PostgreSQL 9.3 Will Feature UPDATEable Views 68
Picking up work abandoned around Postgres 8.2, a patch recently hit the PostgreSQL 9.3 branch that adds SQL-92 automatically updatable views. For many common cases, you will no longer have to write hairy triggers to fake UPDATE support (e.g. if you have a view that hides a few internal columns). Limitations currently include only supporting views with at most one table in the FROM clause. This complements the under-advertised INSTEAD OF trigger support added in 9.1.
Re:Good use-case? (Score:4, Informative)
Do any slashdotters know of a situation where an update-able view would be handy/ideal?
Teradata is usually set up so that every basic DML operation (insert, update, delete) is done via views.
An improvement (Score:4, Informative)
It is a nice feature... However I don't see it too useful for the way I work.
Being that if I have a view it is often because it needs to have many tables involved. And I would need to setup an on Insert or on Update rule on the view anyways.
Re:Good use-case? (Score:5, Informative)
it seemed like only trivial views could be updated
Sadly true, the UPDATE has to be merged with the SELECT the view is built from to give an executable SQL. That's not always trivial to do.
Do any slashdotters know of a situation where an update-able view would be handy/ideal?

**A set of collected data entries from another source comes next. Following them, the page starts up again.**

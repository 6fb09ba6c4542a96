// Copyright 2026, Jeroen van Erp <jeroen@geeko.me>
// SPDX-License-Identifier: Apache-2.0

//! Reconciliation of one source object against its reflections.
//!
//! A pass is stateless: the desired namespaces are read from the source every
//! time and every write is idempotent, so an aborted pass can simply be run again.

use crate::constants::annotations;
use crate::error::Result;
use crate::reflect::annotations::{
    parse_desired_namespaces, provenance_labels, strip_provenance_labels,
};
use crate::reflect::kind::Reflectable;
use crate::reflect::projection::{build_projection, for_namespace};
use crate::reflect::SourceKey;
use crate::store::ObjectStore;
use kube::ResourceExt;
use std::marker::PhantomData;
use tracing::{debug, info, instrument, warn};

/// Result of a successful pass
#[derive(Debug, Clone, PartialEq, Eq)]
pub enum Outcome {
    /// The source no longer exists; owner references take care of its reflections
    SourceMissing,
    /// The source has no `reflect-namespaces` annotation
    NotControlled,
    Converged(PassSummary),
}

/// Namespaces touched by a pass, in the order they were handled
#[derive(Debug, Clone, Default, PartialEq, Eq)]
pub struct PassSummary {
    pub created: Vec<String>,
    pub updated: Vec<String>,
    pub deleted: Vec<String>,
    /// Entries that were dropped from the desired set, with the reason
    pub skipped: Vec<String>,
}

pub struct Reconciler<K, S> {
    store: S,
    kind: PhantomData<fn() -> K>,
}

impl<K, S> Reconciler<K, S>
where
    K: Reflectable,
    S: ObjectStore<K>,
{
    pub fn new(store: S) -> Self {
        Self {
            store,
            kind: PhantomData,
        }
    }

    pub fn store(&self) -> &S {
        &self.store
    }

    /// Run one reconciliation pass for the source identified by `key`.
    ///
    /// Any store error other than the tolerated races aborts the pass and is
    /// returned; whether to retry is up to the caller.
    #[instrument(skip(self), fields(kind = %K::object_kind(), source = %key))]
    pub async fn reconcile(&self, key: &SourceKey) -> Result<Outcome> {
        let Some(source) = self.store.get(&key.namespace, &key.name).await? else {
            debug!("Source {} not found, nothing to do", key);
            return Ok(Outcome::SourceMissing);
        };

        let raw = source
            .annotations()
            .get(annotations::REFLECT_NAMESPACES)
            .map(String::as_str)
            .unwrap_or_default();
        let Some(requested) = parse_desired_namespaces(raw) else {
            debug!("Source {} is not under reflection control, skipping", key);
            return Ok(Outcome::NotControlled);
        };

        let mut summary = PassSummary::default();
        let desired = desired_namespaces(key, requested, &mut summary);

        let mut template = build_projection(&source);
        self.store.set_owner(&mut template, &source)?;

        for namespace in &desired {
            self.converge(&template, namespace, &mut summary).await?;
        }

        self.remove_dangling(key, &desired, &mut summary).await?;

        info!(
            "Reconciled {} {}: {} created, {} updated, {} deleted",
            K::object_kind(),
            key,
            summary.created.len(),
            summary.updated.len(),
            summary.deleted.len()
        );

        Ok(Outcome::Converged(summary))
    }

    /// Create or overwrite the reflection in `namespace`
    async fn converge(
        &self,
        template: &K,
        namespace: &str,
        summary: &mut PassSummary,
    ) -> Result<()> {
        let reflection = for_namespace(template, namespace);
        let name = reflection.name_any();

        if self.store.get(namespace, &name).await?.is_none() {
            info!("Creating reflection {}/{}", namespace, name);
            match self.store.create(&reflection).await {
                Ok(_) => {
                    summary.created.push(namespace.to_string());
                    return Ok(());
                }
                Err(e) if e.is_benign_create_race() => {
                    debug!(
                        "Reflection {}/{} was created concurrently ({}), updating instead",
                        namespace, name, e
                    );
                }
                Err(e) => return Err(e),
            }
        }

        info!("Updating reflection {}/{}", namespace, name);
        self.store.update(&reflection).await?;
        summary.updated.push(namespace.to_string());
        Ok(())
    }

    /// Delete reflections of `key` living outside the desired namespaces.
    ///
    /// Provenance labels are stripped first so the deletion is not routed back
    /// to the source as a deleted reflection.
    async fn remove_dangling(
        &self,
        key: &SourceKey,
        desired: &[String],
        summary: &mut PassSummary,
    ) -> Result<()> {
        let selector = provenance_labels(&key.name, &key.namespace);

        for mut reflection in self.store.list(&selector).await? {
            let namespace = reflection.namespace().unwrap_or_default();
            if namespace == key.namespace || desired.contains(&namespace) {
                continue;
            }

            let name = reflection.name_any();
            info!("Deleting dangling reflection {}/{}", namespace, name);

            strip_provenance_labels(reflection.labels_mut());
            let unlinked = match self.store.update(&reflection).await {
                Ok(unlinked) => unlinked,
                Err(e) if e.is_not_found() => {
                    debug!("Dangling reflection {}/{} already gone", namespace, name);
                    summary.deleted.push(namespace);
                    continue;
                }
                Err(e) => return Err(e),
            };

            match self.store.delete(&unlinked).await {
                Ok(()) => {}
                Err(e) if e.is_not_found() => {
                    debug!("Dangling reflection {}/{} already gone", namespace, name);
                }
                Err(e) => return Err(e),
            }
            summary.deleted.push(namespace);
        }

        Ok(())
    }
}

/// Drop empty entries and the source's own namespace from the requested list.
/// Order and duplicates are preserved.
fn desired_namespaces(
    key: &SourceKey,
    requested: Vec<String>,
    summary: &mut PassSummary,
) -> Vec<String> {
    requested
        .into_iter()
        .filter(|namespace| {
            if namespace.is_empty() {
                return false;
            }
            if *namespace == key.namespace {
                warn!(
                    "Source {} lists its own namespace as a reflection target, skipping",
                    key
                );
                summary
                    .skipped
                    .push(format!("{}: source namespace", namespace));
                return false;
            }
            true
        })
        .collect()
}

AFAIK the most common uses are:
a) Providing restricted views of tables to users with lower privileges
(eg a view of a users table where a connected user can read username, email etc but not password hash)
b) Providing a view for backwards compatibility with older applications when a table schema is updated, to avoid breaking queries in the older application until it is updated.
That's a weirdly specific topic to post on /. (Score:4, Informative)
But nevertheless quite interesting. The idea of updatable views is certainly a good one, but it seems that the current limitations make this feature more or less useless for now:
Re:Good use-case? (Score:5, Informative)
Only two use cases I can see are restricting access to a subset of columns (in which case a server side procedure works fine), or to allow legacy apps to work within new schemas (although this sounds like a really messy solution, and has that whole "temporary fix that gets left in forever" feel to it).
Re:Good use-case? (Score:5, Informative)
Do any slashdotters know of a situation where an update-able view would be handy/ideal?
Two pre-existing applications accessing the same data, and each of them expects the data to be laid out in a (slightly different) schema.
So, define tables with a common physical representation of the data, and then define views to map that representation to each one of the application's expectations.
O, and only automatically updatable views have restrictions that make them useless. The INSTEAD OF trigger allows to make almost any view updatable, but you need to tell the DB how.